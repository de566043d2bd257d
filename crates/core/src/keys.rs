//! Filtering and decoding of `type.object.key` values.

/// Bare MusicBrainz namespace keys are at most this long.
const MUSICBRAINZ_MIN_LEN: usize = 59;

/// Whether a raw key is worth storing. Rules are checked in order and the
/// first matching prefix decides.
pub fn is_interesting_key(key: &str) -> bool {
    if key.starts_with("/authority/musicbrainz/") {
        return key.len() > MUSICBRAINZ_MIN_LEN;
    }
    if key.starts_with("/en") {
        return false;
    }
    if key.starts_with("/wikipedia/") {
        return !key.contains("_id/") && !key.contains("_title/");
    }
    if key.starts_with("/dataworld/") {
        return false;
    }
    true
}

/// Replace every `$XXXX` escape (four uppercase hex digits) with the code
/// point it names. Sequences that are not a valid escape are kept verbatim.
pub fn decode_key(key: &str) -> String {
    let mut out = String::with_capacity(key.len());
    let mut rest = key;
    while let Some(idx) = rest.find('$') {
        out.push_str(&rest[..idx]);
        let candidate = &rest[idx + 1..];
        match decode_escape(candidate) {
            Some(c) => {
                out.push(c);
                rest = &candidate[4..];
            }
            None => {
                out.push('$');
                rest = candidate;
            }
        }
    }
    out.push_str(rest);
    out
}

fn decode_escape(candidate: &str) -> Option<char> {
    let hex = candidate.get(..4)?;
    if !hex.bytes().all(|b| b.is_ascii_digit() || (b'A'..=b'F').contains(&b)) {
        return None;
    }
    u32::from_str_radix(hex, 16).ok().and_then(char::from_u32)
}
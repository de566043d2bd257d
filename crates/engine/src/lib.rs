pub mod checkpoint;
pub mod dispatch;
pub mod error;
pub mod pipeline;
pub mod reconcile;
pub mod resolver;
pub mod source;
pub mod writers;

pub use checkpoint::{Checkpoint, FileCheckpoint, MemoryCheckpoint};
pub use dispatch::{Dispatcher, Phase};
pub use error::EngineError;
pub use pipeline::{IngestOptions, IngestStats, Ingestor, PassStats};
pub use reconcile::{MergeReport, Reconciler};
pub use resolver::{CacheStats, TopicResolver};
pub use source::{TripleSource, open_dump};
pub use writers::{FactOutcome, FactWriter, SkipReason};
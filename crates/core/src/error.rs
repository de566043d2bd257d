use thiserror::Error;

#[derive(Debug, Error, PartialEq, Eq)]
pub enum CoreError {
    #[error("syntax error at column {column}: {message}")]
    Syntax { column: usize, message: String },

    #[error("invalid escape sequence: {0}")]
    InvalidEscape(String),
}

impl CoreError {
    pub fn syntax(column: usize, message: impl Into<String>) -> Self {
        Self::Syntax {
            column,
            message: message.into(),
        }
    }
}
use freebase_storage::StorageError;
use thiserror::Error;

#[derive(Debug, Error)]
pub enum EngineError {
    #[error("storage error: {0}")]
    Storage(#[from] StorageError),

    #[error("i/o error: {0}")]
    Io(#[from] std::io::Error),

    #[error("invalid checkpoint: {0}")]
    Checkpoint(String),
}

impl EngineError {
    pub fn is_transient(&self) -> bool {
        matches!(self, Self::Storage(err) if err.is_transient())
    }
}
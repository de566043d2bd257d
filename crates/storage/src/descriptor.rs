//! Connection descriptors, e.g. `sqlite:///freebase.db`.

use std::fmt;
use std::path::PathBuf;
use std::str::FromStr;

use rusqlite::Connection;

use crate::error::StorageError;

#[derive(Debug, Clone, PartialEq, Eq)]
pub enum StoreDescriptor {
    Memory,
    File(PathBuf),
}

impl StoreDescriptor {
    pub fn connect(&self) -> Result<Connection, StorageError> {
        let conn = match self {
            Self::Memory => Connection::open_in_memory()?,
            Self::File(path) => Connection::open(path)?,
        };
        Ok(conn)
    }
}

impl FromStr for StoreDescriptor {
    type Err = StorageError;

    /// Accepts `sqlite:///relative.db`, `sqlite:////absolute.db`,
    /// `sqlite://` / `sqlite://:memory:` / `:memory:`, or a bare path.
    fn from_str(s: &str) -> Result<Self, Self::Err> {
        let s = s.trim();
        if s.is_empty() {
            return Err(StorageError::InvalidDescriptor("empty descriptor".into()));
        }
        if s == ":memory:" || s == "sqlite://" || s == "sqlite://:memory:" {
            return Ok(Self::Memory);
        }
        if let Some(path) = s.strip_prefix("sqlite:///") {
            if path.is_empty() {
                return Err(StorageError::InvalidDescriptor(format!("missing path in {s}")));
            }
            return Ok(Self::File(PathBuf::from(path)));
        }
        if let Some((scheme, _)) = s.split_once("://") {
            return Err(StorageError::InvalidDescriptor(format!(
                "unsupported scheme {scheme:?}"
            )));
        }
        Ok(Self::File(PathBuf::from(s)))
    }
}

impl fmt::Display for StoreDescriptor {
    fn fmt(&self, f: &mut fmt::Formatter<'_>) -> fmt::Result {
        match self {
            Self::Memory => write!(f, "sqlite://:memory:"),
            Self::File(path) => write!(f, "sqlite:///{}", path.display()),
        }
    }
}

#[cfg(test)]
mod tests {
    use super::*;

    #[test]
    fn parses_sqlalchemy_style_urls() {
        assert_eq!(
            "sqlite:///test.db".parse::<StoreDescriptor>().unwrap(),
            StoreDescriptor::File("test.db".into())
        );
        assert_eq!(
            "sqlite:////var/lib/freebase.db".parse::<StoreDescriptor>().unwrap(),
            StoreDescriptor::File("/var/lib/freebase.db".into())
        );
        assert_eq!(
            " sqlite://:memory:\n".parse::<StoreDescriptor>().unwrap(),
            StoreDescriptor::Memory
        );
    }

    #[test]
    fn bare_paths_are_files() {
        assert_eq!(
            "data/freebase.sqlite".parse::<StoreDescriptor>().unwrap(),
            StoreDescriptor::File("data/freebase.sqlite".into())
        );
    }

    #[test]
    fn rejects_other_databases() {
        assert!("mysql://root@localhost/freebase".parse::<StoreDescriptor>().is_err());
        assert!("".parse::<StoreDescriptor>().is_err());
        assert!("sqlite:///".parse::<StoreDescriptor>().is_err());
    }

    #[test]
    fn display_round_trips() {
        let descriptor: StoreDescriptor = "sqlite:///test.db".parse().unwrap();
        assert_eq!(descriptor.to_string().parse::<StoreDescriptor>().unwrap(), descriptor);
    }
}
pub mod descriptor;
pub mod error;
pub mod schema;
pub mod sqlite;
pub mod traits;

pub use descriptor::StoreDescriptor;
pub use error::StorageError;
pub use sqlite::SqliteStore;
pub use traits::*;
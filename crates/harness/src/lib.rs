pub mod dump;
pub mod flaky;
pub mod loader;

pub use dump::DumpBuilder;
pub use flaky::FlakyStore;
pub use loader::{Snapshot, TestLoader};
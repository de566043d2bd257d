//! Line-oriented N-Triples parsing.
//!
//! Each dump line holds at most one statement. Terms may be separated by
//! spaces or tabs (the Freebase dump uses tabs) and the statement ends with
//! `.`. Blank lines and `#` comments parse to `None`.

use crate::error::CoreError;
use crate::term::{Term, Triple};

/// Parse one line into a triple. `Ok(None)` means the line carries no
/// statement.
pub fn parse_line(line: &str) -> Result<Option<Triple>, CoreError> {
    let mut cursor = Cursor::new(line);
    cursor.skip_ws();
    match cursor.peek() {
        None | Some('#') => return Ok(None),
        _ => {}
    }

    let subject = cursor.term()?;
    if matches!(subject, Term::Literal { .. }) {
        return Err(CoreError::syntax(1, "subject must be an IRI or blank node"));
    }
    cursor.require_ws()?;

    let predicate_column = cursor.column();
    let predicate = cursor.term()?;
    if !matches!(predicate, Term::Iri(_)) {
        return Err(CoreError::syntax(predicate_column, "predicate must be an IRI"));
    }
    cursor.require_ws()?;

    let object = cursor.term()?;
    cursor.skip_ws();
    cursor.expect('.')?;
    cursor.skip_ws();
    match cursor.peek() {
        None | Some('#') => Ok(Some(Triple::new(subject, predicate, object))),
        Some(c) => Err(CoreError::syntax(
            cursor.column(),
            format!("unexpected '{c}' after statement"),
        )),
    }
}

struct Cursor<'a> {
    input: &'a str,
    pos: usize,
}

impl<'a> Cursor<'a> {
    fn new(input: &'a str) -> Self {
        Self { input, pos: 0 }
    }

    fn column(&self) -> usize {
        self.pos + 1
    }

    fn peek(&self) -> Option<char> {
        self.input[self.pos..].chars().next()
    }

    fn bump(&mut self) -> Option<char> {
        let c = self.peek()?;
        self.pos += c.len_utf8();
        Some(c)
    }

    fn eat(&mut self, expected: char) -> bool {
        if self.peek() == Some(expected) {
            self.pos += expected.len_utf8();
            true
        } else {
            false
        }
    }

    fn expect(&mut self, expected: char) -> Result<(), CoreError> {
        if self.eat(expected) {
            Ok(())
        } else {
            Err(CoreError::syntax(self.column(), format!("expected '{expected}'")))
        }
    }

    fn skip_ws(&mut self) {
        while matches!(self.peek(), Some(' ' | '\t' | '\r' | '\n')) {
            self.pos += 1;
        }
    }

    fn require_ws(&mut self) -> Result<(), CoreError> {
        let start = self.pos;
        self.skip_ws();
        if self.pos == start {
            return Err(CoreError::syntax(self.column(), "expected whitespace"));
        }
        Ok(())
    }

    fn term(&mut self) -> Result<Term, CoreError> {
        match self.peek() {
            Some('<') => Ok(Term::Iri(self.iri()?)),
            Some('_') => self.blank(),
            Some('"') => self.literal(),
            Some(c) => Err(CoreError::syntax(
                self.column(),
                format!("unexpected '{c}' at start of term"),
            )),
            None => Err(CoreError::syntax(self.column(), "unexpected end of line")),
        }
    }

    fn iri(&mut self) -> Result<String, CoreError> {
        self.expect('<')?;
        let mut out = String::new();
        loop {
            match self.bump() {
                Some('>') => return Ok(out),
                Some('\\') => match self.bump() {
                    Some('u') => out.push(self.hex_escape(4)?),
                    Some('U') => out.push(self.hex_escape(8)?),
                    other => {
                        return Err(CoreError::InvalidEscape(format!(
                            "\\{} in IRI",
                            other.map(String::from).unwrap_or_default()
                        )));
                    }
                },
                Some(c @ (' ' | '\t' | '<' | '"' | '{' | '}' | '|' | '^' | '`')) => {
                    return Err(CoreError::syntax(
                        self.column() - 1,
                        format!("'{c}' is not allowed in an IRI"),
                    ));
                }
                Some(c) => out.push(c),
                None => return Err(CoreError::syntax(self.column(), "unterminated IRI")),
            }
        }
    }

    fn blank(&mut self) -> Result<Term, CoreError> {
        self.expect('_')?;
        self.expect(':')?;
        let start = self.pos;
        while matches!(self.peek(), Some(c) if c.is_alphanumeric() || matches!(c, '_' | '-' | '.'))
        {
            self.bump();
        }
        // A trailing '.' belongs to the statement, not the label.
        let mut end = self.pos;
        while end > start && self.input.as_bytes()[end - 1] == b'.' {
            end -= 1;
        }
        self.pos = end;
        if end == start {
            return Err(CoreError::syntax(self.column(), "empty blank node label"));
        }
        Ok(Term::Blank(self.input[start..end].to_string()))
    }

    fn literal(&mut self) -> Result<Term, CoreError> {
        self.expect('"')?;
        let mut value = String::new();
        loop {
            match self.bump() {
                Some('"') => break,
                Some('\\') => value.push(self.string_escape()?),
                Some(c) => value.push(c),
                None => {
                    return Err(CoreError::syntax(self.column(), "unterminated string literal"));
                }
            }
        }

        if self.eat('@') {
            let start = self.pos;
            while matches!(self.peek(), Some(c) if c.is_ascii_alphanumeric() || c == '-') {
                self.pos += 1;
            }
            if self.pos == start {
                return Err(CoreError::syntax(self.column(), "empty language tag"));
            }
            return Ok(Term::Literal {
                value,
                language: Some(self.input[start..self.pos].to_string()),
                datatype: None,
            });
        }

        if self.eat('^') {
            self.expect('^')?;
            let datatype = self.iri()?;
            return Ok(Term::Literal {
                value,
                language: None,
                datatype: Some(datatype),
            });
        }

        Ok(Term::Literal {
            value,
            language: None,
            datatype: None,
        })
    }

    fn string_escape(&mut self) -> Result<char, CoreError> {
        match self.bump() {
            Some('t') => Ok('\t'),
            Some('b') => Ok('\u{0008}'),
            Some('n') => Ok('\n'),
            Some('r') => Ok('\r'),
            Some('f') => Ok('\u{000C}'),
            Some('"') => Ok('"'),
            Some('\'') => Ok('\''),
            Some('\\') => Ok('\\'),
            Some('u') => self.hex_escape(4),
            Some('U') => self.hex_escape(8),
            Some(c) => Err(CoreError::InvalidEscape(format!("\\{c}"))),
            None => Err(CoreError::InvalidEscape("trailing backslash".into())),
        }
    }

    fn hex_escape(&mut self, digits: usize) -> Result<char, CoreError> {
        let start = self.pos;
        for _ in 0..digits {
            match self.bump() {
                Some(c) if c.is_ascii_hexdigit() => {}
                _ => {
                    return Err(CoreError::InvalidEscape(format!(
                        "expected {digits} hex digits at column {}",
                        start + 1
                    )));
                }
            }
        }
        let hex = &self.input[start..self.pos];
        u32::from_str_radix(hex, 16)
            .ok()
            .and_then(char::from_u32)
            .ok_or_else(|| CoreError::InvalidEscape(format!("\\u{hex} is not a scalar value")))
    }
}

_ _ _

▸ Task item: Tally the lines of the data that hold the string "peek". Answer with the number and nothing more.

▸ Response: 9